### EXERCISE DESCRIPTION
Where a line contains the word "source", copy that line from the records below.

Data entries
Content starts

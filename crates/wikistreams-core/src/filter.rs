//! Glob-style origin filter.
//!
//! `.` is always literal and `*` matches any run of characters (including
//! none). The match is anchored at both ends, so `*.wikipedia.org` accepts
//! `en.wikipedia.org` but not the bare `wikipedia.org`.

use regex::Regex;

use crate::error::FilterError;

/// A compiled origin (event domain) matcher.
#[derive(Debug, Clone)]
pub struct OriginFilter {
    pattern: String,
    regex: Regex,
}

impl OriginFilter {
    /// Compile `pattern` into an anchored matcher.
    ///
    /// Characters other than `.` and `*` are passed to the regex engine
    /// unchanged, so an unbalanced `(` or `[` is rejected here.
    pub fn compile(pattern: impl Into<String>) -> Result<Self, FilterError> {
        let pattern = pattern.into();
        let source = format!("^{}$", pattern.replace('.', r"\.").replace('*', ".*"));
        let regex = Regex::new(&source).map_err(|source| FilterError::InvalidPattern {
            pattern: pattern.clone(),
            source,
        })?;
        Ok(Self { pattern, regex })
    }

    /// Returns `true` if `domain` matches the whole pattern.
    pub fn matches(&self, domain: &str) -> bool {
        self.regex.is_match(domain)
    }

    /// The pattern as given to [`OriginFilter::compile`].
    pub fn pattern(&self) -> &str {
        &self.pattern
    }
}

impl std::fmt::Display for OriginFilter {
    fn fmt(&self, f: &mut std::fmt::Formatter<'_>) -> std::fmt::Result {
        write!(f, "{}", self.pattern)
    }
}

#[cfg(test)]
mod tests {
    use super::*;

    #[test]
    fn wildcard_subdomain() {
        let f = OriginFilter::compile("*.wikipedia.org").unwrap();
        assert!(f.matches("en.wikipedia.org"));
        assert!(f.matches("simple.wikipedia.org"));
        assert!(!f.matches("en.wikibooks.org"));
        assert!(!f.matches("wikipedia.org"));
    }

    #[test]
    fn literal_pattern_is_exact() {
        let f = OriginFilter::compile("en.wikipedia.org").unwrap();
        assert!(f.matches("en.wikipedia.org"));
        assert!(!f.matches("enXwikipedia.org"));
        assert!(!f.matches("en.wikipedia.org.evil"));
        assert!(!f.matches("xen.wikipedia.org"));
    }

    #[test]
    fn star_matches_empty_run() {
        let f = OriginFilter::compile("*wiki*").unwrap();
        assert!(f.matches("wiki"));
        assert!(f.matches("commons.wikimedia.org"));
        assert!(!f.matches("www.mediawik"));
    }

    #[test]
    fn lone_star_matches_everything() {
        let f = OriginFilter::compile("*").unwrap();
        assert!(f.matches(""));
        assert!(f.matches("de.wiktionary.org"));
    }

    #[test]
    fn invalid_pattern_is_rejected() {
        let err = OriginFilter::compile("en.(wikipedia.org").unwrap_err();
        let FilterError::InvalidPattern { pattern, .. } = &err;
        assert_eq!(pattern, "en.(wikipedia.org");
        assert!(err.to_string().starts_with("invalid origin filter 'en.(wikipedia.org'"));
    }
}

Content ends

### RESULT FOR THIS TASK
        let source = format!("^{}$", pattern.replace('.', r"\.").replace('*', ".*"));
        let regex = Regex::new(&source).map_err(|source| FilterError::InvalidPattern {
            source,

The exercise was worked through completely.